CU football: Kenneth Crawley grows up on and off the field

Cliff Grassmick / Staff photographer
Former Colorado cornerback Kenneth Crawley, left, has already signed with an agent and will spend this next semester training in Arizona to prepare for the NFL.

The pride in Ken Crawley’s voice is unmistakable when he talks about what he did last summer.

The former Colorado cornerback had some good moments on the field during his four seasons with the Buffaloes, but ask him about the 4.0 grade-point average he achieved during summer school and he really beams.

“I was proud,” he said. “It was my first 4.0 semester since I’ve been here.”

Outside of quarterback Sefo Liufau, there may not have been an individual player criticized by fans more than Crawley this past season. As a cornerback, he’s on an island most plays and every mistake is spotlighted.

With his CU career now over, though, it’s tough to find anyone in recent memory that grew more as a player, a student and a person throughout his time in Boulder.

“By time he left, he had become a really driven and passionate young man,” said Katie Bason, CU’s director of football academics. “He’s an incredibly respectable young man who does stuff right.”

Crawley has yet to graduate, but he’s on track to do so in May. With eyes on the NFL, he has already signed with an agent and will spend this next semester training in Arizona while finishing his degree with online classes.

“He’s made some commitments to people in his life about graduating,” Bason said. “He’s a man of his word and he’s going to do absolutely everything he can to make that happen.”

Four years ago, Crawley was entering his final semester at H.D. Woodson High School in Washington D.C. He grew up in a neighborhood that lacked racial diversity and was riddled with crime.

“I lived and grew up around violence and violence in my home,” he said. “You go on the wrong turf, you might get jumped or something might happen to you.”

Back in D.C. for the holidays, Crawley said he will forever be grateful for his hometown, though. He credits D.C. for giving him the aggressiveness, toughness and competitiveness he brings to the football field.

Boulder, however, helped him grow up.

“Boulder pretty much changed me,” he said. “I felt good being around that type of environment.

“I met a lot of people, not just on the field and in the locker room. In class, I learned how to talk to people differently, how to adapt to their environment. It was a great learning experience.

“That’s where I grew up and matured as a man.”

Bason said Crawley’s ability to step out of his comfort zone and find success in Boulder is one of the most impressive things about him.

“That’s going to benefit him the rest of his life,” she said. “He learned how to go into an environment that isn’t natural to him and be successful. That’s a skill you can’t teach in the classroom.”

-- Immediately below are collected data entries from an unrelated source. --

//! Error types for mathematical operations.

use thiserror::Error;

/// A specialized Result type for mathematical operations.
pub type MathResult<T> = Result<T, MathError>;

/// Errors that can occur during mathematical operations.
#[derive(Error, Debug, Clone, PartialEq)]
pub enum MathError {
    /// Division by zero or near-zero value.
    #[error("Division by zero or near-zero value: {value:.2e}")]
    DivisionByZero {
        /// The near-zero value.
        value: f64,
    },

    /// Matrix is singular (not invertible).
    #[error("Singular matrix: cannot solve")]
    SingularMatrix,

    /// Operand dimensions are incompatible.
    #[error("Incompatible dimensions: ({rows1}x{cols1}) and ({rows2}x{cols2})")]
    DimensionMismatch {
        /// Rows in first operand.
        rows1: usize,
        /// Columns in first operand.
        cols1: usize,
        /// Rows in second operand.
        rows2: usize,
        /// Columns in second operand.
        cols2: usize,
    },

    /// Interpolation point is outside the valid range.
    #[error("Extrapolation not allowed: {x} is outside [{min}, {max}]")]
    ExtrapolationNotAllowed {
        /// The query point.
        x: f64,
        /// Minimum valid value.
        min: f64,
        /// Maximum valid value.
        max: f64,
    },

    /// Insufficient data points for operation.
    #[error("Insufficient data: need at least {required}, got {actual}")]
    InsufficientData {
        /// Minimum required points.
        required: usize,
        /// Actual number of points.
        actual: usize,
    },

    /// Invalid input parameter.
    #[error("Invalid input: {reason}")]
    InvalidInput {
        /// Description of the invalid input.
        reason: String,
    },
}

impl MathError {
    /// Creates an invalid input error.
    #[must_use]
    pub fn invalid_input(reason: impl Into<String>) -> Self {
        Self::InvalidInput {
            reason: reason.into(),
        }
    }

    /// Creates an insufficient data error.
    #[must_use]
    pub fn insufficient_data(required: usize, actual: usize) -> Self {
        Self::InsufficientData { required, actual }
    }
}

Crawley almost didn’t give Boulder much of a chance. A big reason he came to CU was the relationship he built with former Buffs head coach Jon Embree. When Embree was fired after Crawley’s freshman year in 2012, Crawley met with new head coach Mike MacIntyre.

“I told him I was frustrated and I was so mad and I was telling him I wanted my release,” Crawley said. “I gave him a chance in spring and I grew closer to him and I trusted him.”

Three years later, there are very few with more Buff pride than Crawley. Bason, who didn’t meet Crawley until his sophomore year, marvels at how much he changed during the past three years.

“It’s really inspirational to me and its part of the reason I love my job so much,” Bason said. “He went from, I think, not having a lot of direction academically; just wanted to do enough. By the end, I think getting his degree is one of the most important things in his life.”

While a degree is important to Crawley, so is preparing for the next level.

As frustrating as it was for some CU fans to watch Crawley give up touchdowns or untimely penalties this season, he’s got skills and potential that aren’t being ignored by NFL scouts.

“They said I have a great chance of going (to the NFL),” the 6-foot-1, 180-pound Crawley said. “It sounds like there’s a chance of me getting drafted.”

He will train at EXOS Athletes’ Performance in preparation for a professional career.

“I’m excited,” he said. “It’s a new process for me and I’m ready to get it started. I’m excited to go on this journey and see what’s new in my future and I’m excited with what my future holds.”

If his future is anything like his past, Crawley is sure to do well.

“I genuinely believe Kenneth is going to be successful in whatever he puts his mind to and whatever he wants to do,” Bason said. “If going to the NFL is what he wants to do, then I am incredibly confident he’ll find a way to make that happen.”